The White House has finalized a new federal rule that would regulate “ghost guns” more like regular guns. “Ghost guns” are firearms without serial numbers that are usually assembled from kits and often sold over the internet or created in 3D printers. The Justice Department reports about 6,000 such guns are recovered at crime scenes each year.
President Biden announced the new regulation Monday at the White House, where he was joined by Mia Tretta, a survivor of the Saugus High School shooting in Santa Clarita, California. In 2019, Tretta was shot in the stomach by a teenaged classmate in an attack that killed her best friend, 14-year-old Dominic Blackwell.

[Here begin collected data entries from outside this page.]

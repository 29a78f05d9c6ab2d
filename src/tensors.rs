//! Core tensor data structures and shape arithmetic.
//!
//! # Core Tensor Utilities
//!
//! This module defines the minimal tensor representation the MLP building
//! blocks operate on: an N-dimensional array stored as a shape and flat
//! row-major data.
//!
//! It supports:
//! - Construction of N-dimensional tensors, checked (`try_new`) or panicking (`new`)
//! - Leading/last dimension queries used by concatenation along the last axis
//! - Broadcast shape computation over any number of shapes
//! - Autograd-compatible `WithGrad` wrappers
//! - The `tensor!` macro for literal tensors
//!
//! ## Design Highlights
//! - Tensors are strongly typed: `Tensor<T>` for any element type (usually `f64`)
//! - Shape is stored as a `Vec<usize>` and enforced at runtime
//! - Broadcasting follows the usual right-aligned rule: two dims are
//!   compatible when equal or when one of them is `1`
//!
//! ## Example
//!
//! ```rust
//! use briny_mlp::tensors::Tensor;
//! let t = Tensor::new(vec![2, 3], vec![1.0, 2.0, 3.0, 4.0, 5.0, 6.0]);
//! assert_eq!(t.shape, vec![2, 3]);
//! assert_eq!(t.leading_shape(), &[2]);
//! assert_eq!(t.last_dim(), Some(3));
//! ```

use crate::error::{Error, Result};

/// Represents an N-dimensional tensor with a shape and flat row-major data.
///
/// - All elements must be the same type (`T`).
/// - `shape` defines the structure, e.g., `[2, 3]` for a 2×3 matrix.
/// - `data` holds the flattened content in row-major order.
#[derive(Debug, Clone, PartialEq)]
pub struct Tensor<T> {
    pub shape: Vec<usize>,
    pub data: Vec<T>,
}

/// The tensor type every kernel in this crate computes on.
pub type Ten64 = Tensor<f64>;

impl<T> Tensor<T> {
    /// Creates a new tensor with the given shape and flat data.
    ///
    /// # Panics
    /// Panics if the number of elements in `data` does not match the shape product.
    pub fn new(shape: impl Into<Vec<usize>>, data: Vec<T>) -> Self {
        let shape = shape.into();
        assert_eq!(
            shape.iter().product::<usize>(),
            data.len(),
            "shape {:?} is incompatible with {} data elements",
            shape,
            data.len()
        );
        Self { shape, data }
    }

    /// Creates a new tensor, reporting a shape/data mismatch as an error.
    pub fn try_new(shape: impl Into<Vec<usize>>, data: Vec<T>) -> Result<Self> {
        let shape = shape.into();
        let numel = shape.iter().product::<usize>();
        if numel != data.len() {
            return Err(Error::shape_mismatch(&shape, &[data.len()]));
        }
        Ok(Self { shape, data })
    }

    /// Number of dimensions.
    pub fn ndim(&self) -> usize {
        self.shape.len()
    }

    /// Total number of elements.
    pub fn numel(&self) -> usize {
        self.data.len()
    }

    /// All dimensions except the last one.
    ///
    /// Empty for rank-0 and rank-1 tensors.
    pub fn leading_shape(&self) -> &[usize] {
        match self.shape.split_last() {
            Some((_, leading)) => leading,
            None => &[],
        }
    }

    /// Size of the last dimension, or `None` for a scalar.
    pub fn last_dim(&self) -> Option<usize> {
        self.shape.last().copied()
    }

    /// Resolves a possibly negative dimension index against this tensor's rank.
    pub fn normalize_dim(&self, dim: isize) -> Result<usize> {
        normalize_dim(dim, self.ndim())
    }
}

impl<T: Clone + Default> Tensor<T> {
    /// A tensor of the given shape filled with `T::default()`.
    pub fn zeros(shape: impl Into<Vec<usize>>) -> Self {
        let shape = shape.into();
        let numel = shape.iter().product::<usize>();
        Self {
            shape,
            data: vec![T::default(); numel],
        }
    }

    /// A zero tensor with the same shape as `self`.
    pub fn zeros_like(&self) -> Self {
        Self::zeros(self.shape.clone())
    }
}

/// A container for tracking gradients of values (used in autograd).
///
/// Typically used as `WithGrad<Ten64>`.
#[derive(Debug, Clone)]
pub struct WithGrad<T> {
    pub value: T,
    pub grad: T,
}

impl<T: Clone + Default> WithGrad<Tensor<T>> {
    /// Wraps a tensor with a zeroed gradient of the same shape.
    pub fn new(value: Tensor<T>) -> Self {
        let grad = value.zeros_like();
        Self { value, grad }
    }
}

/// Resolves `dim` (negative values count from the end) for a tensor of rank `ndim`.
pub fn normalize_dim(dim: isize, ndim: usize) -> Result<usize> {
    let rank = ndim as isize;
    let resolved = if dim < 0 { dim + rank } else { dim };
    if resolved < 0 || resolved >= rank {
        return Err(Error::InvalidDimension { dim, ndim });
    }
    Ok(resolved as usize)
}

/// Computes the broadcast of two shapes.
///
/// Shapes are aligned on their trailing dimensions; missing leading
/// dimensions count as `1`. Returns `None` if the shapes are incompatible.
pub fn broadcast_shape(a: &[usize], b: &[usize]) -> Option<Vec<usize>> {
    let max_ndim = a.len().max(b.len());
    let mut result = Vec::with_capacity(max_ndim);

    // right to left
    for i in 0..max_ndim {
        let a_dim = if i < a.len() { a[a.len() - 1 - i] } else { 1 };
        let b_dim = if i < b.len() { b[b.len() - 1 - i] } else { 1 };

        if a_dim == b_dim || b_dim == 1 {
            result.push(a_dim);
        } else if a_dim == 1 {
            result.push(b_dim);
        } else {
            return None;
        }
    }

    result.reverse();
    Some(result)
}

/// Folds [`broadcast_shape`] over any number of shapes.
///
/// An empty iterator yields the scalar shape `[]`.
pub fn broadcast_shapes<'a, I>(shapes: I) -> Result<Vec<usize>>
where
    I: IntoIterator<Item = &'a [usize]>,
{
    shapes.into_iter().try_fold(Vec::new(), |acc, shape| {
        broadcast_shape(&acc, shape).ok_or_else(|| Error::broadcast(&acc, shape))
    })
}

/// Row-major strides for `shape`.
pub fn contiguous_strides(shape: &[usize]) -> Vec<usize> {
    let mut strides = vec![0; shape.len()];
    let mut product = 1;
    for (stride, &dim) in strides.iter_mut().zip(shape).rev() {
        *stride = product;
        product *= dim;
    }
    strides
}

/// Strides that read a tensor of shape `src` as if it had shape `target`.
///
/// Broadcast dimensions (size `1` in `src`, or absent) get stride `0`.
/// Fails if `src` cannot be broadcast to `target`.
pub fn broadcast_strides(src: &[usize], target: &[usize]) -> Result<Vec<usize>> {
    if src.len() > target.len() {
        return Err(Error::broadcast(src, target));
    }
    let offset = target.len() - src.len();
    let src_strides = contiguous_strides(src);
    let mut strides = vec![0; target.len()];

    for (i, (&dim, &stride)) in src.iter().zip(&src_strides).enumerate() {
        let want = target[offset + i];
        if dim == want {
            strides[offset + i] = stride;
        } else if dim != 1 {
            return Err(Error::broadcast(src, target));
        }
    }
    Ok(strides)
}

/// Defines a tensor from nested literal arrays.
///
/// Supports arbitrary dimensionality as long as sublists are uniform in shape.
///
/// # Example
/// ```
/// use briny_mlp::tensor;
/// let t = tensor!([[1.0, 2.0], [3.0, 4.0]]);
/// assert_eq!(t.shape, vec![2, 2]);
/// ```
#[macro_export]
macro_rules! tensor {
    ($lit:literal) => {
        $crate::tensors::Tensor::new(Vec::<usize>::new(), vec![$lit])
    };

    ([ $( [ $( $inner:tt )* ] ),+ $(,)? ]) => {
        $crate::tensor!(@rows $( $crate::tensor!([ $( $inner )* ]) ),+)
    };

    ([ $( $lit:literal ),+ $(,)? ]) => {
        $crate::tensor!(@rows $( $crate::tensor!($lit) ),+)
    };

    (@rows $( $child:expr ),+) => {{
        let children = vec![ $( $child ),+ ];
        let first_shape = &children[0].shape;
        assert!(children.iter().all(|c| c.shape == *first_shape),
            "ragged tensor literal (rows have mismatched shapes)");
        let mut shape = vec![children.len()];
        shape.extend_from_slice(first_shape);
        let mut data = Vec::with_capacity(children.len() * children[0].data.len());
        for c in children { data.extend(c.data); }
        $crate::tensors::Tensor::new(shape, data)
    }};
}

Mia Tretta: “Dominic had died, and so had another classmate, Gracie Anne Muehlberger, a 15-year-old girl with an infectious laugh. And a community was left shattered. I later learned that we had been shot by a 16-year-old student for reasons I will never know. He had brought his father’s weapon to school, a firearm I would come to know as a ghost gun. Ghost guns are untraceable, build-it-yourself firearms that look like a gun, shoot like a gun and kill like a gun, but have not been regulated like a gun.”
Biden’s new rule does not ban sales of ghost gun kits; instead, it would mandate serial numbers for weapons parts, as well as a background check for buyers.